Potsdam can expect new fluoridation system in spring
Saturday, November 9, 2019 - 6:18 pm

BY CRAIG FREILICH

North Country This Week

POTSDAM -- The village can expect its new water fluoridation system to be in place next spring.

At the Board of Trustees meeting Oct. 21, Mike Tamblin and Charles Prior of Environmental Design and Research (EDR), a consulting engineering firm, reported they are about to open bidding for purchase and installation of new fluoride hardware for the village water plant.

“Department of Health approval has been received and we’re putting together a bid package” to go out to potential vendors,” Tamblin said.

“We expect about three bidders, and we expect to have the bids by January,” he said. The board, with EDR’s input, will likely vote to award the bid and installation can begin, with completion in the spring.

The village will be moving from a liquid fluoridation system to one that “mixes dry fluoride salts and pumps it right into the drinking water supply.” It is a small system that is computer controlled, with the rate of infusion based on usage, according to Tamblin.

Village Administrator Greg Thompson warned trustees in July 2017 that the equipment the village was using to add fluoride to municipal water– a popular tooth decay prevention measure in the U.S. for decades – was old and needed repair or replacement or, failing that, removal of the equipment and abandonment of the village’s aim to stem cavities, especially in children.

Arrival at the goal of replacing the equipment and maintaining the service has led trustees and citizens on a circuitous path through hearings and long public comment sessions at board meetings.

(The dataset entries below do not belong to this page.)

//! Tolerant HTML parser producing a [`Document`].
//!
//! This is not a full HTML5 tree builder. It handles what page heads
//! contain in practice: doctype, comments, void and raw-text elements,
//! unquoted attributes, unmatched end tags and missing end tags. Everything it
//! does not understand is kept as text, so serialization stays lossless.

use crate::error::ParseError;
use crate::node::{Attribute, Document, Element, EndTag, Node, RAW_TEXT_ELEMENTS, is_void};

/// Parse `source` into a document.
///
/// Fails only on input that is clearly not an HTML document (NUL bytes).
pub fn parse_document(source: &str) -> Result<Document, ParseError> {
    if let Some(offset) = source.find('\0') {
        return Err(ParseError::BinaryContent { offset });
    }
    Ok(Parser::new(source).run())
}

struct Parser<'a> {
    src: &'a str,
    pos: usize,
    root: Vec<Node>,
    open: Vec<Element>,
    /// Offsets of the last `"` and `'` in the source.
    last_quote: [Option<usize>; 2],
}

impl<'a> Parser<'a> {
    fn new(src: &'a str) -> Self {
        Self {
            src,
            pos: 0,
            root: Vec::new(),
            open: Vec::new(),
            last_quote: [src.rfind('"'), src.rfind('\'')],
        }
    }

    fn rest(&self) -> &'a str {
        &self.src[self.pos..]
    }

    fn push(&mut self, node: Node) {
        match self.open.last_mut() {
            Some(parent) => parent.children.push(node),
            None => self.root.push(node),
        }
    }

    fn push_text(&mut self, text: &str) {
        if text.is_empty() {
            return;
        }
        let children = match self.open.last_mut() {
            Some(parent) => &mut parent.children,
            None => &mut self.root,
        };
        if let Some(Node::Text(prev)) = children.last_mut() {
            prev.push_str(text);
        } else {
            children.push(Node::Text(text.to_string()));
        }
    }

    /// Pop the top open element and attach it to its parent.
    fn close_top(&mut self, end: EndTag) {
        if let Some(mut el) = self.open.pop() {
            el.end = end;
            self.push(Node::Element(el));
        }
    }

    fn run(mut self) -> Document {
        while self.pos < self.src.len() {
            let rest = self.rest();
            if rest.starts_with("<!--") {
                self.comment();
            } else if rest.starts_with("</") {
                self.end_tag();
            } else if rest.starts_with("<!") || rest.starts_with("<?") {
                self.declaration();
            } else if rest.starts_with('<')
                && rest[1..].starts_with(|c: char| c.is_ascii_alphabetic())
            {
                self.start_tag();
            } else {
                self.text();
            }
        }
        while !self.open.is_empty() {
            self.close_top(EndTag::Implied);
        }
        Document {
            children: std::mem::take(&mut self.root),
        }
    }

    fn text(&mut self) {
        let rest = self.rest();
        // Always consume at least one char so a stray '<' makes progress.
        let first = rest.chars().next().map(char::len_utf8).unwrap_or(1);
        let len = rest[first..].find('<').map(|i| i + first).unwrap_or(rest.len());
        self.push_text(&rest[..len]);
        self.pos += len;
    }

    fn comment(&mut self) {
        let rest = self.rest();
        match rest[4..].find("-->") {
            Some(end) => {
                self.push(Node::Comment(rest[4..4 + end].to_string()));
                self.pos += 4 + end + 3;
            }
            None => {
                // Unterminated: keep the remainder verbatim.
                self.push_text(rest);
                self.pos = self.src.len();
            }
        }
    }

    fn declaration(&mut self) {
        let rest = self.rest();
        match rest.find('>') {
            Some(end) => {
                self.push(Node::Doctype(rest[..=end].to_string()));
                self.pos += end + 1;
            }
            None => {
                self.push_text(rest);
                self.pos = self.src.len();
            }
        }
    }

    fn end_tag(&mut self) {
        let rest = self.rest();
        // A '<' before the closing '>' means this was never an end tag.
        let Some(close) = rest[2..]
            .find(['>', '<'])
            .map(|i| i + 2)
            .filter(|&i| rest.as_bytes()[i] == b'>')
        else {
            self.push_text("</");
            self.pos += 2;
            return;
        };
        let raw = &rest[..=close];
        let name = tag_name(&rest[2..close]);
        self.pos += close + 1;

        match self.open.iter().rposition(|el| el.name() == name) {
            Some(index) => {
                while self.open.len() > index + 1 {
                    self.close_top(EndTag::Implied);
                }
                self.close_top(EndTag::Explicit(raw.to_string()));
            }
            // Stray end tag: keep it as text so nothing is lost.
            None => self.push_text(raw),
        }
    }

    fn start_tag(&mut self) {
        let rest = self.rest();
        let Some(close) = self.find_tag_end() else {
            // Not a well-formed tag: the '<' is text, keep scanning after it.
            self.push_text("<");
            self.pos += 1;
            return;
        };
        let raw = &rest[..=close];
        let inner = &rest[1..close];
        let self_closing = inner.trim_end().ends_with('/');
        let (name, attrs) = parse_tag_body(inner);
        self.pos += close + 1;

        // A body start tag ends an unclosed head.
        if name == "body"
            && let Some(index) = self.open.iter().rposition(|el| el.name() == "head")
        {
            while self.open.len() > index {
                self.close_top(EndTag::Implied);
            }
        }

        if is_void(&name) || self_closing {
            let el = Element::parsed(name, attrs, raw.to_string(), EndTag::None);
            self.push(Node::Element(el));
            return;
        }

        if RAW_TEXT_ELEMENTS.contains(&name.as_str()) {
            self.raw_text_element(name, attrs, raw.to_string());
            return;
        }

        self.open
            .push(Element::parsed(name, attrs, raw.to_string(), EndTag::Implied));
    }

    fn raw_text_element(&mut self, name: String, attrs: Vec<Attribute>, raw_start: String) {
        let rest = self.rest();
        let found = find_end_tag_ci(rest, &name);
        let mut el = Element::parsed(name, attrs, raw_start, EndTag::Implied);

        match found {
            Some(start) => {
                let body = &rest[..start];
                let end_len = rest[start..].find('>').map(|i| i + 1).unwrap_or(rest.len() - start);
                if !body.is_empty() {
                    el.children.push(Node::Text(body.to_string()));
                }
                el.end = EndTag::Explicit(rest[start..start + end_len].to_string());
                self.pos += start + end_len;
            }
            None => {
                if !rest.is_empty() {
                    el.children.push(Node::Text(rest.to_string()));
                }
                self.pos = self.src.len();
            }
        }
        self.push(Node::Element(el));
    }

    /// Index in `rest()` of the `>` closing a start tag, honouring quoted
    /// attribute values.
    fn find_tag_end(&self) -> Option<usize> {
        let s = self.rest();
        let mut quote: Option<u8> = None;
        for (i, b) in s.bytes().enumerate().skip(1) {
            match (quote, b) {
                (Some(q), c) if c == q => quote = None,
                (Some(_), _) => {}
                (None, b'"' | b'\'') => {
                    // A quote with no partner later in the source never closes.
                    let last = self.last_quote[usize::from(b == b'\'')];
                    if last.is_none_or(|last| last <= self.pos + i) {
                        return None;
                    }
                    quote = Some(b);
                }
                (None, b'>') => return Some(i),
                (None, b'<') => return None,
                _ => {}
            }
        }
        None
    }
}

/// Offset of the first `</name` in `s`, ASCII case-insensitive.
fn find_end_tag_ci(s: &str, name: &str) -> Option<usize> {
    let bytes = s.as_bytes();
    s.match_indices("</").map(|(i, _)| i).find(|&i| {
        bytes
            .get(i + 2..i + 2 + name.len())
            .is_some_and(|tag| tag.eq_ignore_ascii_case(name.as_bytes()))
    })
}

fn tag_name(s: &str) -> String {
    s.trim_start()
        .split(|c: char| c.is_whitespace() || c == '/' || c == '>')
        .next()
        .unwrap_or("")
        .to_ascii_lowercase()
}

fn parse_tag_body(inner: &str) -> (String, Vec<Attribute>) {
    let name_len = inner
        .find(|c: char| c.is_whitespace() || c == '/')
        .unwrap_or(inner.len());
    let name = inner[..name_len].to_ascii_lowercase();
    let bytes = inner.as_bytes();
    let mut attrs = Vec::new();
    let mut i = name_len;

    while i < bytes.len() {
        while i < bytes.len() && (bytes[i].is_ascii_whitespace() || bytes[i] == b'/') {
            i += 1;
        }
        if i >= bytes.len() {
            break;
        }
        let start = i;
        while i < bytes.len()
            && !bytes[i].is_ascii_whitespace()
            && bytes[i] != b'='
            && bytes[i] != b'/'
        {
            i += 1;
        }
        let attr_name = inner[start..i].to_string();
        while i < bytes.len() && bytes[i].is_ascii_whitespace() {
            i += 1;
        }

        let mut value = None;
        if i < bytes.len() && bytes[i] == b'=' {
            i += 1;
            while i < bytes.len() && bytes[i].is_ascii_whitespace() {
                i += 1;
            }
            if i < bytes.len() && (bytes[i] == b'"' || bytes[i] == b'\'') {
                let quote = bytes[i];
                let vstart = i + 1;
                let vend = inner[vstart..]
                    .bytes()
                    .position(|b| b == quote)
                    .map(|p| vstart + p)
                    .unwrap_or(bytes.len());
                value = Some(inner[vstart..vend].to_string());
                i = (vend + 1).min(bytes.len());
            } else {
                let vstart = i;
                while i < bytes.len() && !bytes[i].is_ascii_whitespace() {
                    i += 1;
                }
                value = Some(inner[vstart..i].to_string());
            }
        }

        if !attr_name.is_empty() {
            attrs.push(Attribute {
                name: attr_name,
                value,
            });
        } else if i == start {
            // Lone '=' or similar: skip a byte to guarantee progress.
            i += 1;
        }
    }

    (name, attrs)
}

#[cfg(test)]
mod tests {
    use super::*;
    use crate::serialize::to_html;

    fn roundtrip(src: &str) {
        let doc = parse_document(src).expect("parse");
        assert_eq!(to_html(&doc), src);
    }

    #[test]
    fn lossless_for_typical_page() {
        roundtrip(
            "<!DOCTYPE html>\n<html lang=en>\n  <head>\n    <meta charset='utf-8'>\n    \
             <title>Demo &amp; co</title>\n    <!-- note -->\n  </head>\n  <body class=\"x\">\
             <p>Hi<br/>there</p></body>\n</html>\n",
        );
    }

    #[test]
    fn lossless_for_broken_markup() {
        roundtrip("<div><span>unclosed</div></p> stray < text <a href=\"x>");
        roundtrip("<!-- never closed");
        roundtrip("<script>if (a < b) { x = '</div>'; }</script>");
        roundtrip("<style>p{}</STYLE >tail");
        roundtrip("</unclosed<p>x</p>");
    }

    #[test]
    fn attributes_are_parsed_case_insensitively() {
        let doc = parse_document("<LINK REL=\"Manifest\" href='/m.json' disabled>").unwrap();
        let link = doc.element(&[0]).unwrap();
        assert_eq!(link.name(), "link");
        assert!(link.attr_eq("rel", "manifest"));
        assert_eq!(link.attr("href"), Some("/m.json"));
        assert_eq!(link.attr("disabled"), Some(""));
    }

    #[test]
    fn body_closes_unterminated_head() {
        let doc = parse_document("<html><head><title>t</title><body></body></html>").unwrap();
        let head = doc.find_first(|e| e.name() == "head").unwrap();
        let body = doc.find_first(|e| e.name() == "body").unwrap();
        assert_eq!(head.len(), body.len());
        assert_eq!(doc.element(&head).unwrap().end(), &EndTag::Implied);
    }

    #[test]
    fn script_content_is_not_parsed_as_markup() {
        let doc = parse_document("<script>var s = '<meta name=x>';</script>").unwrap();
        assert_eq!(doc.find_all(|e| e.name() == "meta").len(), 0);
    }

    #[test]
    fn nul_bytes_are_rejected() {
        assert!(matches!(
            parse_document("<html>\0</html>"),
            Err(ParseError::BinaryContent { offset: 6 })
        ));
    }

    #[test]
    fn raw_text_end_tag_is_matched_case_insensitively() {
        let doc = parse_document("<SCRIPT>a</Script><p>b</p>").unwrap();
        let script = doc.element(&[0]).unwrap();
        assert_eq!(script.text(), "a");
        assert_eq!(script.end(), &EndTag::Explicit("</Script>".to_string()));
        assert_eq!(doc.find_all(|e| e.name() == "p").len(), 1);
    }

    #[test]
    fn many_raw_text_elements_parse_losslessly() {
        let src = "<script>x()</script><style>p{}</style>".repeat(20_000);
        let doc = parse_document(&src).unwrap();
        assert_eq!(doc.children.len(), 40_000);
        assert_eq!(to_html(&doc), src);
    }

    #[test]
    fn unterminated_quotes_stay_text() {
        let src = "<a \"x".repeat(20_000);
        let doc = parse_document(&src).unwrap();
        assert!(doc.find_first(|e| e.name() == "a").is_none());
        assert_eq!(to_html(&doc), src);
        roundtrip("<a href='x>y<b title=\"z\">w</b>");
    }

    #[test]
    fn deep_nesting_does_not_overflow() {
        let depth = 50_000;
        let src = format!("{}{}", "<div>".repeat(depth), "</div>".repeat(depth));
        let doc = parse_document(&src).unwrap();
        assert_eq!(to_html(&doc), src);
    }
}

Adding fluoride to public water systems has been controversial since the programs began decades ago. The preponderance of research has bolstered the advocates, but other research refutes the benefits, in some cases claiming that the fluoride, even in minute quantities, is bad for human health.

During the course of debate in the village, numerous health practitioners from around the county and outside experts promoted their conclusions that fluoride was effective in preventing dental problems, presented evidence that ending fluoridation demonstrably resulted in more tooth decay, and that there was no credible data that showed fluoridation of water for cavity prevention was dangerous to human health.

Local opponents, who also brought in expert outside opinion, countered with research on their side of the argument that fluoride was dangerous, and some spoke of personal beliefs that fluoride had bad effects on health in their families.

In the end, after explorations of applicable law, the Board of Trustees voted 4-1 last year to go ahead and replace the aging system. Administrator Thompson said the new system will be cheaper, and easier to run and to handle the materials.

Once the installation of the new system is complete, the state DOH will inspect it “as part of the normal periodic water plant inspection,” which is usually once a year, Tamblin said.